• WHAT IS NEEDED: Set down the full listing exactly, character for character.

%%

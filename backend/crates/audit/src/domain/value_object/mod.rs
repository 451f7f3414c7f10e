//! Value Objects

pub mod anchor_status;
pub mod content_hash;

%%

• RESULT BELOW:
filename backend/crates/audit/src/domain/value_object/mod.rs
repository 451f7f3414c7f10e
//! Value Objects

pub mod anchor_status;
pub mod content_hash;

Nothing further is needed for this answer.